#### TASK TO CARRY OUT:
Only the lines below between the ones containing "hosted predictor, polls" and "pub use error::JobError;", inclusive, are to be reproduced, each exactly as it stands.

#### SUPPLIED MATERIAL:
_____
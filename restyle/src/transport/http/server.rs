//! HTTP server implementation.

use std::net::SocketAddr;
use std::sync::Arc;

use axum::extract::DefaultBodyLimit;
use tokio::net::TcpListener;
use tower_http::cors::CorsLayer;
use tower_http::trace::TraceLayer;
use tracing::info;

use crate::service::RestyleService;

use super::routes::routes;

/// Image payloads arrive inline as base64.
pub const DEFAULT_MAX_BODY_BYTES: usize = 16 * 1024 * 1024;

#[derive(Debug, Clone)]
pub struct ServerConfig {
    pub host: String,
    pub port: u16,
    pub max_body_bytes: usize,
}

impl Default for ServerConfig {
    fn default() -> Self {
        Self {
            host: "0.0.0.0".to_string(),
            port: 5000,
            max_body_bytes: DEFAULT_MAX_BODY_BYTES,
        }
    }
}

/// Start the HTTP server with provided service.
pub async fn serve(config: ServerConfig, service: Arc<RestyleService>) -> anyhow::Result<()> {
    let app = routes(service)
        .layer(DefaultBodyLimit::max(config.max_body_bytes))
        .layer(CorsLayer::permissive())
        .layer(TraceLayer::new_for_http());

    let addr: SocketAddr = format!("{}:{}", config.host, config.port).parse()?;

    let listener = TcpListener::bind(addr).await?;
    let actual_addr = listener.local_addr()?;

    info!("Starting restyle server on {}", actual_addr);

    axum::serve(listener, app)
        .with_graceful_shutdown(shutdown_signal())
        .await?;

    info!("Server shutdown complete");
    Ok(())
}

/// Wait for SIGINT or SIGTERM.
///
/// # Panics
///
/// Panics if signal handlers cannot be installed, which only happens when the
/// tokio runtime is misconfigured. That should fail fast at startup.
async fn shutdown_signal() {
    let ctrl_c = async {
        tokio::signal::ctrl_c()
            .await
            .expect("failed to install Ctrl+C handler - is tokio runtime configured correctly?");
    };

    #[cfg(unix)]
    let terminate = async {
        tokio::signal::unix::signal(tokio::signal::unix::SignalKind::terminate())
            .expect("failed to install SIGTERM handler - is tokio runtime configured correctly?")
            .recv()
            .await;
    };

    #[cfg(not(unix))]
    let terminate = std::future::pending::<()>();

    tokio::select! {
        _ = ctrl_c => {
            info!("Received SIGINT, shutting down...");
        }
        _ = terminate => {
            info!("Received SIGTERM, shutting down...");
        }
    }
}
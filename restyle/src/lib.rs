//! restyle: prompt-driven image transformation service.
//!
//! Accepts an image and a prompt, hands them to a hosted predictor, polls
//! until the result is ready and records it for later status lookups.

mod error;
mod job;
mod version;

pub mod config;
pub mod normalize;
pub mod orchestrator;
pub mod poller;
pub mod predictor;
pub mod publish;
pub mod service;
pub mod status;
pub mod store;
pub mod transport;
pub mod upload;

#[cfg(test)]
pub(crate) mod testing;

pub use config::{Config, ConfigError};
pub use error::JobError;
pub use job::{JobOutcome, JobRequest, JobSubmission, JobToken, PredictionStatus, extract_artifact};
pub use orchestrator::JobOrchestrator;
pub use poller::{PollConfig, ResultPoller, Sleeper, TokioSleeper};
pub use predictor::{Predictor, PredictorConfig, ReplicateClient, StatusReport, StatusSource};
pub use service::RestyleService;
pub use status::{JobStatus, StatusService};
pub use store::{MemorySessionStore, SessionStore};
pub use version::{RESTYLE_VERSION, VersionInfo};
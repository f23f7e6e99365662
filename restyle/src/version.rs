//! Version information for restyle.

/// Restyle version from Cargo.toml
pub const RESTYLE_VERSION: &str = env!("CARGO_PKG_VERSION");

/// Version information reported by the health check.
#[derive(Debug, Clone, serde::Serialize)]
pub struct VersionInfo {
    pub restyle: &'static str,
    /// Predictor model version jobs are submitted against.
    #[serde(skip_serializing_if = "Option::is_none")]
    pub model: Option<String>,
}

impl Default for VersionInfo {
    fn default() -> Self {
        Self {
            restyle: RESTYLE_VERSION,
            model: None,
        }
    }
}

impl VersionInfo {
    pub fn new() -> Self {
        Self::default()
    }

    pub fn with_model(mut self, version: impl Into<String>) -> Self {
        self.model = Some(version.into());
        self
    }
}
//! Source image normalization: decode the inline payload, bound its size,
//! re-encode as PNG.

use std::io::Cursor;

use async_trait::async_trait;
use base64::Engine as _;
use image::ImageFormat;
use image::imageops::FilterType;

use crate::error::JobError;

pub const DEFAULT_MAX_DIMENSION: u32 = 768;

#[derive(Debug, Clone)]
pub struct NormalizedImage {
    pub bytes: Vec<u8>,
    pub content_type: &'static str,
    pub width: u32,
    pub height: u32,
}

#[async_trait]
pub trait ImageNormalizer: Send + Sync {
    /// `payload` is base64, optionally wrapped as a `data:` URL.
    async fn normalize(&self, payload: &str) -> Result<NormalizedImage, JobError>;
}

/// Downscales to fit a square bound, preserving aspect ratio. Smaller
/// images pass through at their original size.
pub struct PngNormalizer {
    max_dimension: u32,
}

impl PngNormalizer {
    pub fn new(max_dimension: u32) -> Self {
        Self {
            max_dimension: max_dimension.max(1),
        }
    }
}

impl Default for PngNormalizer {
    fn default() -> Self {
        Self::new(DEFAULT_MAX_DIMENSION)
    }
}

#[async_trait]
impl ImageNormalizer for PngNormalizer {
    async fn normalize(&self, payload: &str) -> Result<NormalizedImage, JobError> {
        let payload = payload.to_string();
        let max_dimension = self.max_dimension;
        tokio::task::spawn_blocking(move || normalize_blocking(&payload, max_dimension))
            .await
            .map_err(|e| JobError::UpstreamIo(format!("Image task failed: {}", e)))?
    }
}

fn normalize_blocking(payload: &str, max_dimension: u32) -> Result<NormalizedImage, JobError> {
    let raw = decode_payload(payload)?;

    let mut img = image::load_from_memory(&raw)
        .map_err(|e| JobError::UpstreamIo(format!("Failed to decode image: {}", e)))?;

    if img.width() > max_dimension || img.height() > max_dimension {
        img = img.resize(max_dimension, max_dimension, FilterType::Lanczos3);
    }

    let mut bytes = Vec::new();
    img.write_to(&mut Cursor::new(&mut bytes), ImageFormat::Png)
        .map_err(|e| JobError::UpstreamIo(format!("Failed to encode image: {}", e)))?;

    tracing::debug!(
        width = img.width(),
        height = img.height(),
        size = bytes.len(),
        "Normalized source image"
    );

    Ok(NormalizedImage {
        bytes,
        content_type: "image/png",
        width: img.width(),
        height: img.height(),
    })
}

/// Strip an optional `data:<mime>;base64,` prefix and decode.
fn decode_payload(payload: &str) -> Result<Vec<u8>, JobError> {
    let trimmed = payload.trim();
    let encoded = match trimmed.strip_prefix("data:") {
        Some(rest) => {
            rest.split_once(',')
                .ok_or_else(|| JobError::UpstreamIo("Malformed data URL".to_string()))?
                .1
        }
        None => trimmed,
    };

    let cleaned: String = encoded.chars().filter(|c| !c.is_whitespace()).collect();
    base64::engine::general_purpose::STANDARD
        .decode(cleaned.as_bytes())
        .map_err(|e| JobError::UpstreamIo(format!("Invalid base64 image payload: {}", e)))
}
_____
#### YOUR RESPONSE:
//! Accepts an image and a prompt, hands them to a hosted predictor, polls
//! until the result is ready and records it for later status lookups.

mod error;
mod job;
mod version;

pub mod config;
pub mod normalize;
pub mod orchestrator;
pub mod poller;
pub mod predictor;
pub mod publish;
pub mod service;
pub mod status;
pub mod store;
pub mod transport;
pub mod upload;

#[cfg(test)]
pub(crate) mod testing;

pub use config::{Config, ConfigError};
pub use error::JobError;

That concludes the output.